Nipissing First Nation Chief Scott McLeod said the scope of the addictions and mental health issues in urban centres is no shock to him after what he has seen in his community.

McLeod recently spoke at a town hall meeting on community safety hosted by Nipissing-Timiskaming MP Anthony Rota, with guest Bill Blair, the Minister of Border Security and Organized Crime Reduction.

“As you’re most likely aware, First Nations in Canada, we lead in a lot of statistics. Unfortunately, they are statistics like teen suicide, lack of housing [and] clean water, economic opportunities are non-existent,” said McLeod.

“When it comes to community safety, everything you see in non-Indigenous communities is ten-fold in my community…When it comes to policing, we’re systematically underfunded but we have the most problems. It doesn’t even make sense on that level, not to mention the funders are the ones that caused a lot of our problems.”

Nipissing First Nation Chief Scott McLeod. (Stu Campaigne, MyWestNipissingNow.com)

After the address to the panel during the course of the meeting, the NFN Chief covered a wide range of topics in the hallway.
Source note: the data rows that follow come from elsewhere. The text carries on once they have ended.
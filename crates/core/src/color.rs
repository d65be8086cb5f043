use serde::{Deserialize, Serialize};

/// RGBA tint color with components in `[0.0, 1.0]`.
#[derive(Debug, Clone, Copy, PartialEq, Serialize, Deserialize)]
pub struct Rgba {
    /// Red component.
    pub r: f32,
    /// Green component.
    pub g: f32,
    /// Blue component.
    pub b: f32,
    /// Alpha component.
    pub a: f32,
}

impl Rgba {
    /// Opaque white, the identity tint.
    pub const WHITE: Self = Self {
        r: 1.0,
        g: 1.0,
        b: 1.0,
        a: 1.0,
    };

    /// Construct a color from components.
    pub const fn new(r: f32, g: f32, b: f32, a: f32) -> Self {
        Self { r, g, b, a }
    }
}

impl Default for Rgba {
    fn default() -> Self {
        Self::WHITE
    }
}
“To hear other communities talking about the struggles that they have with such things as opioid addiction,” McLeod said, “if it’s bad outside of First Nations, you can imagine the level of concern we have in our community.”

McLeod admitted the talk from the federal government is wearing thin. “They’ve been in power four years now. We have heard lots of talk. Our frustration is that talk has not been met with the same level of passion, with action.”
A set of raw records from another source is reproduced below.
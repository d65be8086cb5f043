//! Chunked world model: chunks, per-tile metadata, persistence and the
//! reference-counted chunk store.
#![warn(missing_docs)]

mod chunk;
mod chunk_data;
mod error;
mod generation;
mod info;
mod persist;
mod world;

pub use chunk::*;
pub use chunk_data::*;
pub use error::*;
pub use generation::*;
pub use info::*;
pub use persist::*;
pub use world::*;
use indexmap::IndexMap;
use thiserror::Error;

use crate::models::{Bet, BetResult, BetStats, MarketStats, ResultCounts};

#[derive(Debug, Error, PartialEq, Eq)]
pub enum StatsError {
    #[error("no bets found")]
    NoBets,
}

/// Running totals for one market before ratios are taken
#[derive(Debug, Default)]
struct MarketTally {
    total_bets: u64,
    wins: u64,
    losses: u64,
    cashouts: u64,
    cashouts_positive: u64,
    total_stake: f64,
    total_profit: f64,
}

impl MarketTally {
    fn add(&mut self, bet: &Bet) {
        self.total_bets += 1;
        self.total_stake += bet.stake;
        self.total_profit += bet.profit.unwrap_or(0.0);

        match bet.result {
            BetResult::Win => self.wins += 1,
            BetResult::Loss => self.losses += 1,
            BetResult::Cashout => {
                self.cashouts += 1;
                if is_positive_cashout(bet) {
                    self.cashouts_positive += 1;
                }
            }
            BetResult::Pending | BetResult::Void => {}
        }
    }

    fn finish(self) -> MarketStats {
        MarketStats {
            win_rate: round2(percentage(self.wins as f64, self.total_bets as f64)),
            roi: round2(percentage(self.total_profit, self.total_stake)),
            total_bets: self.total_bets,
            wins: self.wins,
            losses: self.losses,
            cashouts: self.cashouts,
            cashouts_positive: self.cashouts_positive,
            total_stake: self.total_stake,
            total_profit: self.total_profit,
        }
    }
}

/// Reduce an already-filtered set of bets to a performance report.
///
/// Bets without a market count toward the totals but not toward `by_market`.
/// Ties for best/worst market go to the market seen first in `bets`.
pub fn aggregate(bets: &[Bet]) -> Result<BetStats, StatsError> {
    if bets.is_empty() {
        return Err(StatsError::NoBets);
    }

    let total_bets = bets.len() as u64;
    let mut total_stake = 0.0;
    let mut total_profit = 0.0;
    let mut odd_sum = 0.0;
    let mut by_result = ResultCounts::default();
    let mut positive_cashouts = 0;
    let mut positive_cashouts_profit = 0.0;
    let mut tallies: IndexMap<String, MarketTally> = IndexMap::new();

    for bet in bets {
        total_stake += bet.stake;
        total_profit += bet.profit.unwrap_or(0.0);
        odd_sum += bet.odd;

        match bet.result {
            BetResult::Win => by_result.win += 1,
            BetResult::Loss => by_result.loss += 1,
            BetResult::Pending => by_result.pending += 1,
            BetResult::Void => by_result.void += 1,
            BetResult::Cashout => by_result.cashout += 1,
        }

        if is_positive_cashout(bet) {
            positive_cashouts += 1;
            positive_cashouts_profit += bet.profit.unwrap_or(0.0);
        }

        if let Some(market) = bet.market_name() {
            tallies.entry(market.to_string()).or_default().add(bet);
        }
    }

    let by_market: IndexMap<String, MarketStats> = tallies
        .into_iter()
        .map(|(name, tally)| (name, tally.finish()))
        .collect();

    let best_market = first_max_by(&by_market, |m| m.win_rate);
    let worst_market = first_max_by(&by_market, |m| m.losses as f64);

    Ok(BetStats {
        total_bets,
        total_stake: round2(total_stake),
        total_profit: round2(total_profit),
        avg_odd: round2(odd_sum / total_bets as f64),
        win_rate: round2(percentage(by_result.win as f64, total_bets as f64)),
        roi: round2(percentage(total_profit, total_stake)),
        by_result,
        by_market,
        best_market,
        worst_market,
        positive_cashouts,
        positive_cashouts_profit: round2(positive_cashouts_profit),
    })
}

/// Cashout with a known, strictly positive profit
fn is_positive_cashout(bet: &Bet) -> bool {
    bet.result == BetResult::Cashout && bet.profit.is_some_and(|p| p > 0.0)
}

/// `part / whole * 100`, or 0 when `whole` is 0
fn percentage(part: f64, whole: f64) -> f64 {
    if whole == 0.0 {
        return 0.0;
    }
    part / whole * 100.0
}

/// Round the exact binary value to two decimals, ties to even
pub fn round2(value: f64) -> f64 {
    format!("{:.2}", value).parse().unwrap_or(value)
}

/// Key of the first entry holding the maximum of `key`
fn first_max_by<F>(markets: &IndexMap<String, MarketStats>, key: F) -> Option<String>
where
    F: Fn(&MarketStats) -> f64,
{
    let mut best: Option<(&String, f64)> = None;

    for (name, stats) in markets {
        let value = key(stats);
        match best {
            Some((_, current)) if value <= current => {}
            _ => best = Some((name, value)),
        }
    }

    best.map(|(name, _)| name.clone())
}
pub mod aggregator;
pub mod date_range;

pub use aggregator::{aggregate, StatsError};
pub use date_range::{
    parse_datetime, resolve_date_range, resolve_date_range_at, DateRange, DateRangeError,
};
McLeod added, “We’re still waiting to feel the effects of reconciliation at the community level…Instead, we get the provincial government cutting the Indigenous Culture Fund, which is not an art program. [It] was designed to help restore the losses that our communities face in culture and language as a result of residential schools and Truth and Reconciliation and it was cut like it was some kind of arts and crafts program.

“We’ve been waiting four years and the process is very slow.”